See those shoes? If you have young children, you’re probably quite familiar with them. If not: they’re called Crocs … and everyone loves Crocs. Crocs rock. Except, c’mere and I’ll tell you a little secret: I think they suck, and I rue the day my children fell in love with them.
I don’t call them Crocs; I call them Trips … because I have watched my children trip and fall in them so many times — particularly Zan, who isn’t the most graceful or coordinated dude in the vicinity to begin with — that one would think I walked around throwing banana peels in their path.
I remember taking both kids out in our jogging stroller one summer day a few years ago, when Zan was barely three. He decided he wanted to get out and run down the stretch of sidewalk we were on. I encouraged him to instead walk, and suggested that running in his Crocs probably wasn’t a good idea … and, as always, he thanked me profusely for such sage advice, said that he knew I offered it freely and with no motive other than to keep him safe, and proceeded to carefully walk down the sidewalk. [comedic pause for effect] BWAHAHAHAHA! Oh god, I slay me! No, what he actually did was, he sprinted off and fucking ate it. Tore up his knees and hands. Would’ve made for a terrific Crocs commercial.

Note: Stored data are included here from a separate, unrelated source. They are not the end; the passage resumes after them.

#[test]
fn test_condition_narrowing_flows_into_the_true_branch() {
    // function f($x) { if (is_string($x)) { g($x); } }  with g(int $i)
    let guard = call("is_string", 3, vec![variable("x", 3)]);
    let call_g = call("g", 4, vec![variable("x", 4)]);
    let if_stmt = Node::new(NodeKind::If, 3).with_child(
        Node::new(NodeKind::IfElem, 3).with_child(guard).with_child(stmt_list(4, vec![expr_stmt(call_g)])),
    );

    let input = file(
        "src",
        vec![
            function_decl("g", 1, vec![param("i", 1, Some("int"), None)], vec![], None),
            function_decl("f", 2, vec![param("x", 2, None, None)], vec![if_stmt], None),
        ],
    );

    let issues = run(&Settings::default(), &[input]).unwrap();

    assert_eq!(
        rendered(&issues),
        vec!["src:4 TypeMismatchArgument Argument 1 (i) is string but \\g() takes int defined at src:1"]
    );
}

#[test]
fn test_branch_merge_adds_null_for_partial_assignment() {
    // function f($c) { if ($c) { $v = 1; } h($v); }  with h(int|null $x): clean
    let if_stmt = Node::new(NodeKind::If, 2).with_child(
        Node::new(NodeKind::IfElem, 2)
            .with_child(variable("c", 2))
            .with_child(stmt_list(3, vec![expr_stmt(assign(variable("v", 3), int_literal(1, 3)))])),
    );
    let call_h = call("h", 4, vec![variable("v", 4)]);

    let input = file(
        "src",
        vec![
            function_decl("h", 1, vec![param("x", 1, Some("?int"), None)], vec![], None),
            function_decl("f", 2, vec![param("c", 2, None, None)], vec![if_stmt, expr_stmt(call_h)], None),
        ],
    );

    let issues = run(&Settings::default(), &[input]).unwrap();

    assert_eq!(rendered(&issues), Vec::<String>::new());
}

In the years since, there have been numerous additional Croc-related tripping incidents. In fact, if you look closely at Zan’s latest pair of Crocs (shown above, and I’ll admit that the Red Sox theme makes them sorta cool, but it does nothing to improve their performance), you can see the scuff marks on the big-toe area, which is remarkably adept at grabbing tightly to the ground and sending the Crocs-wearer toppling ass over tea kettle.
You know who else apparently likes to wear Crocs? Grown-ups. This came as a shock to me, as I’ve only ever seen them on children, and I tend to think of them as toy shoes rather than actual adult footwear, but it’s true: there are grown-ups who wear Crocs … like these nurses, who have created a four-page messageboard thread about how some of them have suffered Croc-induced trip-and-fall smackdowns at work … and if ever I’m hospitalized, and the EKG to which I’m connected suddenly starts to flatline, and the nurse who comes running to resuscitate me trips and falls, and I die because my nurse was wearing Crocs, I’m going to be so fucking pissed.
Now, I will admit that, this year, Zan has rarely tripped in them, and Jayna has always been slightly more graceful than her brother, so tripping has been less of a problem with her all along … but rest assured that their propensity for causing trip-and-fall disasters isn’t the only thing I loathe about Crocs.
One of the things I really like about shoes in general is that they, you know, cover your feet … feet that otherwise would become filthy and disgusting if you left the house barefoot, and so, yay, shoes! Except, Crocs? Crocs are not shoes; Crocs are sifter-equipped dirt collectors. All those little holes are perfect for keeping out large debris whilst letting in plenty of filth, and I can’t imagine filth loving anything more than a pair of feet that have been incubating in a rubber shell, because when said filth meets said feet, the two totally get it on, like so:
This is how my kids’ feet looked just about every time they entered the house this summer … and though I’ve mostly resigned myself to the fact that, until my children grow up and move out, my house will never again look like two reasonably neat and clean adults reside therein, I simply can’t turn a blind eye to those filth-ridden feet.
Whenever Wonder Woman has taken the kids out somewhere while I’m working, and the three of them return home, Zan always enters the house first, removes his shoes (because we always remove our shoes upon entering the house, because that way we don’t track filth all over the inside of our home … you know, unless we’ve been wearing Crocs) and dashes into my office to say “Hi.”
“GAH! Look at those feet!” I exclaim as Zan begins to laugh. “Deee-sgusting! Go show Mommy right now!” I throw that last part in because, somehow, Mommy always seems surprised to find that the children’s feet have become completely filthy while they were out wearing Crocs, and she is probably reading this part right now and saying to herself, “No, I’m never surprised, I just don’t give anywhere near as much of a shit about it as you do, you neurotic asshole,” and, OK, but I still want her to wash their disgusting feet when they enter the house.
During the course of writing this, I’ve finally discovered one thing that I’m going to enjoy about fall and winter: no more Crocs. It does very little to comfort me over the loss of that wonderful, wonderful, truly delightful, do-lots-of-things-outdoors-and-go-to-the-beach season known as “summer” … but at least it’s something.